Cleary M L, Garvin R T, James E
Mol Gen Genet. 1977 Nov 29;157(2):155-65. doi: 10.1007/BF00267393.
The in vitro synthesis of enzymatically-active ornithine transcarbamylase (OTCase) directed by each of the E. coli K-12 OTCase genes (argF and argI) is described. The E. coli OTCase isoenzyme subunits are not identical, whether synthesized in vivo or in vitro, the argF-coded product being about 5% smaller. The OTCase protomers are enzymatically inactive but associate in vitro to an enzymatically active multimer. The rates of subunit association of argF and argI isoenzymes are considerably different.

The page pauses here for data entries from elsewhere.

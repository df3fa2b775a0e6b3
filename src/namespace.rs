//! Lexical namespace handling.
//!
//! Prefixes are matched as strings after case folding. Namespace URIs are
//! never resolved, so a document binding the RDDL namespace to another
//! prefix is not recognized unless that prefix is configured.

/// Prefix that marks `xml:lang` and `xml:base`, after folding.
pub const XML_PREFIX: &str = "XML";

/// Local name of RDDL resource elements, after folding.
pub const RESOURCE_LOCAL_NAME: &str = "RESOURCE";

/// Unprefixed attribute carrying a resource identifier, after folding.
pub const ID_ATTRIBUTE: &str = "ID";

/// Root attribute declaring the document language, after folding.
pub const XML_LANG: &str = "XML:LANG";

/// Root attribute declaring the document base, after folding.
pub const XML_BASE: &str = "XML:BASE";

/// The two prefix labels the extractor recognizes.
/// Stored upper-cased so they compare directly against folded names.
#[derive(Debug, Clone, PartialEq, Eq)]
pub struct Namespaces {
    /// Prefix denoting RDDL elements.
    rddl: String,
    /// Prefix denoting XLink attributes.
    xlink: String,
}

impl Namespaces {
    /// Build from caller-supplied labels in any case.
    pub fn new(rddl: &str, xlink: &str) -> Self {
        return Self {
            rddl: rddl.to_ascii_uppercase(),
            xlink: xlink.to_ascii_uppercase(),
        };
    }

    /// Whether a folded prefix denotes the RDDL namespace.
    pub fn is_rddl(&self, prefix: &str) -> bool {
        return prefix == self.rddl;
    }

    /// Whether a folded prefix denotes the XLink namespace.
    pub fn is_xlink(&self, prefix: &str) -> bool {
        return prefix == self.xlink;
    }
}

impl Default for Namespaces {
    fn default() -> Self {
        return Self::new("rddl", "xlink");
    }
}

/// A qualified name split at its first `:`.
#[derive(Debug, Clone, Copy, PartialEq, Eq)]
pub struct QName<'a> {
    /// Text after the first `:`, up to a second `:` if any.
    pub local: &'a str,
    /// Text before the first `:`.
    pub prefix: &'a str,
}

impl<'a> QName<'a> {
    /// Split a name. Returns `None` when it carries no prefix separator.
    /// Anything after a second `:` is dropped.
    pub fn split(name: &'a str) -> Option<Self> {
        let (prefix, rest) = name.split_once(':')?;
        let local = rest.split(':').next().unwrap_or(rest);
        return Some(Self { local, prefix });
    }
}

Utilizing the facile assay protocol presented, the regulation of in vitro OTCase synthesis by the specific holorepressor of the arginine regulon is demonstrated. Calculations based upon data presented indicate that there are about 65 molecules of argR gene product per bacterium, a substantially lower estimate than previously reported.

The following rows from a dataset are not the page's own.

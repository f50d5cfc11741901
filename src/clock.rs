//! Session Clock and Tick Scheduling
//!
//! Time in a recording session is a monotonic `Duration` since session
//! start, supplied by a [`Clock`]. The production [`SystemClock`] wraps a
//! monotonic instant; [`ManualClock`] is a hand-advanced clock that makes
//! scheduler and session behavior fully deterministic in tests, where its
//! `sleep` advances time instead of blocking.
//!
//! [`TickScheduler`] paces the control loop at a fixed rate. Deadlines
//! form a fixed ladder spaced one period apart, so small sleep jitter
//! does not drift the long-run rate. A tick whose work runs past its
//! successor's deadline is an overrun: it is logged and counted, the
//! ladder re-anchors at the current time, and the loop carries on. Ticks
//! are never skipped to catch up.

use parking_lot::Mutex;
use std::sync::Arc;
use std::time::{Duration, Instant};

/// Monotonic time source for a session
pub trait Clock: Send + Sync {
    /// Time since session start
    fn now(&self) -> Duration;

    /// Block until `duration` has passed
    fn sleep(&self, duration: Duration);
}

/// Wall-clock time relative to construction
pub struct SystemClock {
    epoch: Instant,
}

impl SystemClock {
    pub fn new() -> Self {
        Self {
            epoch: Instant::now(),
        }
    }
}

impl Default for SystemClock {
    fn default() -> Self {
        Self::new()
    }
}

impl Clock for SystemClock {
    fn now(&self) -> Duration {
        self.epoch.elapsed()
    }

    fn sleep(&self, duration: Duration) {
        std::thread::sleep(duration);
    }
}

/// Hand-advanced clock for deterministic tests
///
/// `sleep` advances the clock instead of blocking, so a loop paced by a
/// [`TickScheduler`] runs to completion instantly with exact timestamps.
pub struct ManualClock {
    now: Mutex<Duration>,
}

impl ManualClock {
    pub fn new() -> Self {
        Self {
            now: Mutex::new(Duration::ZERO),
        }
    }

    /// Move time forward
    pub fn advance(&self, duration: Duration) {
        *self.now.lock() += duration;
    }

    /// Jump to an absolute session time
    pub fn set(&self, at: Duration) {
        *self.now.lock() = at;
    }
}

impl Default for ManualClock {
    fn default() -> Self {
        Self::new()
    }
}

impl Clock for ManualClock {
    fn now(&self) -> Duration {
        *self.now.lock()
    }

    fn sleep(&self, duration: Duration) {
        self.advance(duration);
    }
}

/// One control-loop tick as handed out by the scheduler
#[derive(Debug, Clone, Copy, PartialEq, Eq)]
pub struct Tick {
    /// Tick number within the session, starting at 0
    pub index: u64,
    /// Session time when the tick actually started
    pub at: Duration,
    /// How far past the deadline the previous tick's work ran
    pub late_by: Option<Duration>,
}

/// Fixed-rate pacing for the control loop
pub struct TickScheduler {
    clock: Arc<dyn Clock>,
    period: Duration,
    /// Deadline of the next tick; `None` until the first `wait`
    next_deadline: Option<Duration>,
    next_index: u64,
    overruns: u64,
    total_lateness: Duration,
}

impl TickScheduler {
    pub fn new(clock: Arc<dyn Clock>, period: Duration) -> Self {
        Self {
            clock,
            period,
            next_deadline: None,
            next_index: 0,
            overruns: 0,
            total_lateness: Duration::ZERO,
        }
    }

    pub fn period(&self) -> Duration {
        self.period
    }

    /// Ticks handed out so far
    pub fn ticks(&self) -> u64 {
        self.next_index
    }

    /// Ticks whose predecessor ran past the deadline
    pub fn overruns(&self) -> u64 {
        self.overruns
    }

    /// Accumulated lateness across all overruns
    pub fn total_lateness(&self) -> Duration {
        self.total_lateness
    }

    /// Block until the next tick is due and return it
    ///
    /// The first call returns immediately and anchors the deadline
    /// ladder. Later calls sleep out the remainder of the period, or
    /// record an overrun when the caller's work already consumed it.
    pub fn wait(&mut self) -> Tick {
        let now = self.clock.now();

        let (at, late_by) = match self.next_deadline {
            None => (now, None),
            Some(deadline) => {
                if now < deadline {
                    self.clock.sleep(deadline - now);
                    (self.clock.now().max(deadline), None)
                } else if now == deadline {
                    (now, None)
                } else {
                    let lateness = now - deadline;
                    self.overruns += 1;
                    self.total_lateness += lateness;
                    tracing::warn!(
                        "Tick {} overran its deadline by {:.1}ms",
                        self.next_index,
                        lateness.as_secs_f64() * 1000.0
                    );
                    (now, Some(lateness))
                }
            }
        };

        // On-time ticks keep the fixed ladder; overruns re-anchor it so
        // the loop does not burst to catch up
        self.next_deadline = match late_by {
            None => Some(self.next_deadline.unwrap_or(at) + self.period),
            Some(_) => Some(at + self.period),
        };

        let tick = Tick {
            index: self.next_index,
            at,
            late_by,
        };
        self.next_index += 1;
        tick
    }
}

本文描述了由大肠杆菌K-12的每个鸟氨酸转氨甲酰酶(OTCase)基因(argF和argI)指导的具有酶活性的鸟氨酸转氨甲酰酶的体外合成。大肠杆菌OTCase同工酶亚基无论在体内还是体外合成都不相同,argF编码的产物大约小5%。OTCase原体没有酶活性,但在体外会缔合成具有酶活性的多聚体。argF和argI同工酶的亚基缔合速率有很大差异。利用所提供的简便检测方案,证明了精氨酸调节子的特异性全阻遏物对体外OTCase合成的调节作用。根据所提供的数据进行的计算表明,每个细菌中约有65个argR基因产物分子,这一估计值比先前报道的要低得多。